Since Kenny has come home from the hospital, I find Charlie just staring at his daddy, like he's a rock star (see picture at the top of this post). Kenny could be talking to Charlie or not even looking at him and Charlie just stops and stares at him. It's absolutely the sweetest thing! It's almost like Charlie knows that he should be amazed at this man he calls Daddy for all that he has been through and how well he's come out of it. But really, Charlie should know that he was driving force behind Kenny's will power to get through this. Everytime I left him in preop as they wheeled him into surgery, I made sure that the last thing he saw was me and a picture of our Charlie. Every night I left the hospital, I made sure Kenny got to look at his photos of Charlie. So he could always remember what he gets to go home to. What he was fighting for.

Our "new" normal involves a lot of medicine for Kenny, for the rest of his life, it seems. There was a chance with the surgery and because of the tumor growth that some or all of his pituitary function would be lost. We are still "kind of" in a waiting period, but it's looking like he will need the medications for life. It's not fun...Kenny's not a medicine-taking kind of guy. And they need to be adjusted at times based on symptoms he has and blood work results. But he's learning to live with it and at some point, it will just be "normal." So, we say a special thank you to modern medicine for the advances that have been made to afford him with the medication to replace what his tumor has taken away. Kenny's endocrinologist has assured us from day one that even with the loss of his pituitary function, Kenny will live a long and normal life, just with the help of some medication.

My "new" normal includes a constant little worry in the back of my head, watching Kenny carefully to be sure that he seems fine. No signs like before...the signs that we missed for awhile...not realizing that his tumor was growing. No signs that his medication is failing, or that he needs an adjustment to his dose. Eventually, my worry will subside as I adjust to a "new" normal.

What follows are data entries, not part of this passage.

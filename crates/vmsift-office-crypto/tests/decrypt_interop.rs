//! Cross-implementation checks: containers produced by the `ms-offcrypto-writer` crate must
//! decrypt with this crate.

use std::io::{Cursor, Write};

use ms_offcrypto_writer::Ecma376AgileWriter;
use rand09::{rngs::StdRng, SeedableRng as _};
use zip::write::FileOptions;

use vmsift_office_crypto::{
    decrypt_encrypted_package_ole, is_encrypted_ooxml_ole, OfficeCryptoError,
};

fn build_tiny_zip() -> Vec<u8> {
    let cursor = Cursor::new(Vec::new());
    let mut writer = zip::ZipWriter::new(cursor);
    writer
        .start_file("hello.txt", FileOptions::<()>::default())
        .expect("start zip file");
    writer.write_all(b"hello").expect("write zip contents");
    writer.finish().expect("finish zip").into_inner()
}

fn encrypt_zip_with_password_agile(plain_zip: &[u8], password: &str) -> Vec<u8> {
    let mut cursor = Cursor::new(Vec::new());
    let mut rng = StdRng::from_seed([0u8; 32]);
    let mut agile =
        Ecma376AgileWriter::create(&mut rng, password, &mut cursor).expect("create agile");
    agile
        .write_all(plain_zip)
        .expect("write plaintext zip to agile writer");
    agile.finalize().expect("finalize agile writer");
    cursor.into_inner()
}

#[test]
fn decrypts_third_party_agile_writer_output() {
    let password = "correct horse battery staple";
    let plain_zip = build_tiny_zip();

    let encrypted_cfb = encrypt_zip_with_password_agile(&plain_zip, password);
    assert!(is_encrypted_ooxml_ole(&encrypted_cfb));

    let decrypted =
        decrypt_encrypted_package_ole(&encrypted_cfb, password).expect("decrypt agile package");
    assert_eq!(decrypted, plain_zip);
}

#[test]
fn third_party_agile_writer_wrong_password_is_invalid_password() {
    let plain_zip = build_tiny_zip();
    let encrypted_cfb = encrypt_zip_with_password_agile(&plain_zip, "password-1");

    let err = decrypt_encrypted_package_ole(&encrypted_cfb, "password-2")
        .expect_err("wrong password should fail");
    assert!(
        matches!(err, OfficeCryptoError::InvalidPassword),
        "expected InvalidPassword, got {err:?}"
    );
}
/// Settings for one report run.
///
/// Callers construct this directly; the CLI fills it from flags and environment variables. The
/// defaults match the inventory export this pipeline was built for.
#[derive(Clone, Debug)]
pub struct RunConfig {
    /// Locator passed to the data source (object name or file path).
    pub inventory_locator: String,
    /// Column whose value encodes the installed-software inventory.
    pub software_column: String,
    /// Column holding the numeric account identifier.
    pub identifier_column: String,
    /// Literal product-name substring that marks a record as a match.
    pub engine_name: String,
    /// Name of the secret holding the report-protection password.
    pub secret_name: String,
    /// Worksheet tab name of the rendered report.
    pub sheet_name: String,
    /// Stem of the delivered artifact name; a timestamp and `.xlsx` are appended.
    pub report_basename: String,
}

impl Default for RunConfig {
    fn default() -> Self {
        Self {
            inventory_locator: "vm_inventory.csv".to_string(),
            software_column: "SQLSoftware".to_string(),
            identifier_column: "AccountID".to_string(),
            engine_name: "Microsoft SQL Server".to_string(),
            secret_name: "postprocess-secret".to_string(),
            sheet_name: "SQL Servers".to_string(),
            report_basename: "sql_servers_report".to_string(),
        }
    }
}
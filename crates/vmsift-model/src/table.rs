use crate::FieldValue;

/// An ordered table of inventory records sharing one column set.
///
/// Rows are stored row-major in first-appearance order; filtering and report
/// rendering both rely on that order staying stable.
#[derive(Clone, Debug, Default, PartialEq)]
pub struct Table {
    columns: Vec<String>,
    rows: Vec<Vec<FieldValue>>,
}

impl Table {
    /// Create an empty table with the given column names, in order.
    pub fn new(columns: Vec<String>) -> Self {
        Self {
            columns,
            rows: Vec::new(),
        }
    }

    /// Append a record. Rows shorter than the column set are padded with
    /// [`FieldValue::Null`]; callers must not pass rows wider than the
    /// column set.
    pub fn push_row(&mut self, mut row: Vec<FieldValue>) {
        debug_assert!(row.len() <= self.columns.len());
        if row.len() < self.columns.len() {
            row.resize(self.columns.len(), FieldValue::Null);
        }
        self.rows.push(row);
    }

    /// Column names, in source order.
    pub fn columns(&self) -> &[String] {
        &self.columns
    }

    /// Records, in source order. Every row has exactly one value per column.
    pub fn rows(&self) -> &[Vec<FieldValue>] {
        &self.rows
    }

    /// Number of records (the header is not a record).
    pub fn row_count(&self) -> usize {
        self.rows.len()
    }

    /// Returns true if the table holds no records.
    pub fn is_empty(&self) -> bool {
        self.rows.is_empty()
    }

    /// Index of the named column, if present. Names match exactly.
    pub fn column_index(&self, name: &str) -> Option<usize> {
        self.columns.iter().position(|c| c == name)
    }

    pub fn value(&self, row: usize, column: usize) -> Option<&FieldValue> {
        self.rows.get(row).and_then(|r| r.get(column))
    }

    pub fn value_mut(&mut self, row: usize, column: usize) -> Option<&mut FieldValue> {
        self.rows.get_mut(row).and_then(|r| r.get_mut(column))
    }
}
fn push_namespace_frame(
    stack: &mut Vec<NamespaceFrame>,
    elem: &BytesStart<'_>,
) -> Result<(), OfficeCryptoError> {
    let mut frame = NamespaceFrame { decls: Vec::new() };

    for attr in elem.attributes().with_checks(false) {
        let attr = attr.map_err(|_| missing("valid XML attribute"))?;
        let key = attr.key.as_ref();
        let value = attr.value.as_ref();

        if key == b"xmlns" {
            frame.decls.push((Vec::new(), value.to_vec()));
        } else if let Some(prefix) = key.strip_prefix(b"xmlns:") {
            frame.decls.push((prefix.to_vec(), value.to_vec()));
        }
    }

    stack.push(frame);
    Ok(())
}

fn resolve_namespace_uri<'a>(stack: &'a [NamespaceFrame], prefix: &[u8]) -> Option<&'a [u8]> {
    for frame in stack.iter().rev() {
        for (p, uri) in &frame.decls {
            if p.as_slice() == prefix {
                return Some(uri.as_slice());
            }
        }
    }
    None
}

fn element_prefix(name: &[u8]) -> &[u8] {
    name.iter()
        .rposition(|b| *b == b':')
        .map(|idx| &name[..idx])
        .unwrap_or(&[])
}

fn local_name(name: &[u8]) -> &[u8] {
    name.iter()
        .rposition(|b| *b == b':')
        .map(|idx| &name[idx + 1..])
        .unwrap_or(name)
}

fn attr_str(value: &[u8]) -> Result<&str, OfficeCryptoError> {
    std::str::from_utf8(value).map_err(|_| {
        OfficeCryptoError::InvalidFormat("invalid UTF-8 attribute value".to_string())
    })
}

fn decode_base64(value: &[u8]) -> Result<Vec<u8>, OfficeCryptoError> {
    // Some producers pretty-print the descriptor XML and may insert whitespace into long base64
    // attribute values; some omit `=` padding. Be permissive.
    let s = attr_str(value)?;
    let bytes = s.as_bytes();

    // Avoid allocating in the common case where there is no whitespace.
    let mut cleaned: Option<Vec<u8>> = None;
    for (idx, &b) in bytes.iter().enumerate() {
        if matches!(b, b'\r' | b'\n' | b'\t' | b' ') {
            let mut out = Vec::with_capacity(bytes.len());
            out.extend_from_slice(&bytes[..idx]);
            for &b2 in &bytes[idx..] {
                if !matches!(b2, b'\r' | b'\n' | b'\t' | b' ') {
                    out.push(b2);
                }
            }
            cleaned = Some(out);
            break;
        }
    }

    let input = cleaned.as_deref().unwrap_or(bytes);
    STANDARD
        .decode(input)
        .or_else(|_| STANDARD_NO_PAD.decode(input))
        .map_err(|_| OfficeCryptoError::InvalidFormat("invalid base64 value".to_string()))
}

fn parse_decimal_u32(value: &[u8]) -> Result<u32, OfficeCryptoError> {
    attr_str(value)?
        .trim()
        .parse::<u32>()
        .map_err(|_| OfficeCryptoError::InvalidFormat("invalid numeric attribute".to_string()))
}

fn parse_decimal_usize(value: &[u8]) -> Result<usize, OfficeCryptoError> {
    attr_str(value)?
        .trim()
        .parse::<usize>()
        .map_err(|_| OfficeCryptoError::InvalidFormat("invalid numeric attribute".to_string()))
}
use thiserror::Error;

use crate::{software_field_contains, FieldValue, Table};

/// Returned when a stage expects a column the inventory table does not have.
#[derive(Clone, Debug, PartialEq, Eq, Error)]
#[error("column {column:?} not found in inventory table")]
pub struct MissingColumnError {
    pub column: String,
}

/// Select the records whose software-inventory field indicates `engine_name`
/// is installed.
///
/// Copy-and-select: survivors keep their original order and full column set,
/// and the input table is left untouched. Filtering an already-filtered
/// table with the same arguments returns an identical table.
pub fn filter_inventory(
    table: &Table,
    software_column: &str,
    engine_name: &str,
) -> Result<Table, MissingColumnError> {
    let column = table
        .column_index(software_column)
        .ok_or_else(|| MissingColumnError {
            column: software_column.to_string(),
        })?;

    let mut filtered = Table::new(table.columns().to_vec());
    for row in table.rows() {
        let field = row.get(column).unwrap_or(&FieldValue::Null);
        if software_field_contains(field, engine_name) {
            filtered.push_row(row.clone());
        }
    }
    Ok(filtered)
}

#[cfg(test)]
mod tests {
    use super::*;
    use pretty_assertions::assert_eq;

    #[test]
    fn missing_column_is_reported_by_name() {
        let table = Table::new(vec!["VMName".to_string()]);
        let err = filter_inventory(&table, "SQLSoftware", "Microsoft SQL Server").unwrap_err();
        assert_eq!(err.column, "SQLSoftware");
        assert_eq!(
            err.to_string(),
            "column \"SQLSoftware\" not found in inventory table"
        );
    }

    #[test]
    fn filtering_an_empty_table_yields_an_empty_table() {
        let table = Table::new(vec!["SQLSoftware".to_string()]);
        let filtered = filter_inventory(&table, "SQLSoftware", "Microsoft SQL Server").unwrap();
        assert!(filtered.is_empty());
        assert_eq!(filtered.columns(), table.columns());
    }
}
//! Contracts for the environment the pipeline runs against.
//!
//! Implementations are deployment glue (filesystem, object storage, secret managers). The
//! pipeline only ever sees these traits, so tests substitute in-memory fakes.

use thiserror::Error;

/// Failure inside an injected collaborator. Fatal to the invocation that observed it.
#[derive(Debug, Error)]
#[error("{message}")]
pub struct CollaboratorError {
    message: String,
}

impl CollaboratorError {
    pub fn new(message: impl Into<String>) -> Self {
        Self {
            message: message.into(),
        }
    }
}

/// Source of the raw inventory bytes.
pub trait DataSource {
    /// Fetch the object named `locator`. A missing or unreadable object is an error.
    fn fetch(&self, locator: &str) -> Result<Vec<u8>, CollaboratorError>;
}

/// Source of the report-protection password.
pub trait SecretSource {
    /// Fetch the value of the named secret. An unreachable backing store or an absent secret
    /// value is an error; an absent secret *location* is modeled by the orchestrator having no
    /// `SecretSource` at all (see [`crate::Collaborators::secret_source`]).
    fn get_secret(&self, name: &str) -> Result<String, CollaboratorError>;
}

/// Destination for the finished, encrypted report.
pub trait DeliverySink {
    /// Store `bytes` under `locator`, replacing any existing object with that name.
    fn store(&self, locator: &str, bytes: &[u8]) -> Result<(), CollaboratorError>;
}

Our life may not be heading in the direction we pictured, but it's really not in our control. We are just here, along for the ride and making the best of the situation. Learning to love each other more. Reminding ourselves of how LUCKY we are. Our prayers include a simple "thank you for another day." Never taking advantage of the time we are given here. Taking a few minutes each day just to hug each other and that sweet Charlie boy. Something that's been hard for me...remembering to slow down and enjoy the moments we have. Taking advantage of opportunities to help others, as we were helped during our low points. These things are all part of our "new" normal.

As one of the residents in the neurosurgery speciality said to us, while he hung out in Kenny's hospital room for awhile during one of his stays, "This will all seem like a bad dream a year from now. You will be just fine." We aren't quite there yet, it's still a little fresh, but we are getting there...defining and creating our "new" normal. Whatever normal is.